The text is divided according to the chapters (known as κεφαλαια / kephalaia), whose numbers are given in the margin, and their titles (known as τιτλοι / titloi) at the top of the pages. There is also a division according to the smaller Ammonian Sections (237 in Mark), with references to the Eusebian Canons written below the Ammonian section numbers (both early divisions of the Gospels into sections). It contains the tables of contents (also known as κεφαλαια) placed before each book, the synaxaria, the Menologion, and subscriptions at the end of each Gospel.

The biblical text is surrounded by a commentary (known as a catana). In the margins a later hand has added commentaries of John Chrysostom on Matthew, Victorinus of Pettau on Mark, and Titus of Bostra on Luke. Subscriptions to the first three Gospels are similar to those seen in Minuscule 262. It has the famous Jerusalem Colophon. The commentary text is considered to be close to that seen in Minuscule 20, and it is likely that both Minuscule 20 and Minuscule 300 were copied from the same examplar, with biblical scholar Frederick H. A. Scrivener referring to it as a "sister-copy."

== Text ==

The Greek text is considered to be a representative of the Byzantine text-type. Biblical scholar Kurt Aland placed it in Category V of his New Testament manuscript classification system. Category V manuscripts are described as "manuscripts with a purely or predominantly Byzantine text."

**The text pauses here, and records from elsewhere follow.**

//! Workspace umbrella crate for the knowledge-base search core.
//!
//! Re-exports the three layers (`semantic` embeddings, `index` collections,
//! `matcher` resolution and search) and adds what a process needs around
//! them: layered configuration, logging setup, and [`build_engine`] to wire a
//! [`SearchEngine`] from a [`KbConfig`].
//!
//! ```no_run
//! use kbsearch::{build_engine, KbConfig, SearchRequest};
//!
//! # async fn run() -> anyhow::Result<()> {
//! let config = KbConfig::load(None)?;
//! let engine = build_engine(&config)?;
//! let response = engine.search(&SearchRequest::new("how are trainees mentored?")).await?;
//! println!("{}", serde_json::to_string_pretty(&response)?);
//! # Ok(())
//! # }
//! ```

pub mod config;
pub mod telemetry;

use tracing::info;

pub use index::{
    cosine_similarity, rank, CollectionLayout, CollectionSpec, CollectionStore, DocumentKind,
    DocumentMetadata, IndexError, SearchOptions, StoreRegistry, VectorDocument,
};
pub use matcher::{
    resolve, resolve_generator, AnswerComposer, Capabilities, ConfigError, EngineHealth,
    GenerationConfig, MatchError, Resolution, ResolutionWarning, ResolverPolicy, SearchEngine,
    SearchRequest, SearchResponse, SearchResult, SearchSettings, SearchStatus,
};
pub use semantic::{
    embed_text, Embedder, EmbeddingMethod, LocalEmbedder, LocalServerEmbedder, RemoteEmbedder,
    SemanticConfig, SemanticEmbedding, SemanticError,
};

pub use crate::config::{ConfigLoadError, KbConfig, LogFormat, LoggingConfig};
pub use crate::telemetry::init_tracing;

/// Wires a [`SearchEngine`] from configuration. Nothing is loaded yet:
/// collections and the bundled model load on first use.
pub fn build_engine(config: &KbConfig) -> Result<SearchEngine, MatchError> {
    let engine = SearchEngine::new(
        config.search,
        config.semantic.clone(),
        config.generation.clone(),
        config.collections.clone(),
    )?;
    info!(
        root = %config.collections.root.display(),
        configured_dimensions = ?config.collections.specs.iter().map(|s| s.dimension).collect::<Vec<_>>(),
        available_dimensions = ?engine.registry().available_dimensions(),
        local_model = config.semantic.has_local_model(),
        "search engine configured"
    );
    Ok(engine)
}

It was not examined by biblical scholar Frederik Wise according to his Claremont Profile Method (a specific analysis of textual data).

== History ==

The earliest history of the manuscript is unknown. It was added to the list of New Testament manuscripts by biblical scholar Johann M. A. Scholz (1794-1852).
It was collated by Scholz, and examined and described by scholars John Anthony Cramer, Paulin Martin, and W. F. Rose.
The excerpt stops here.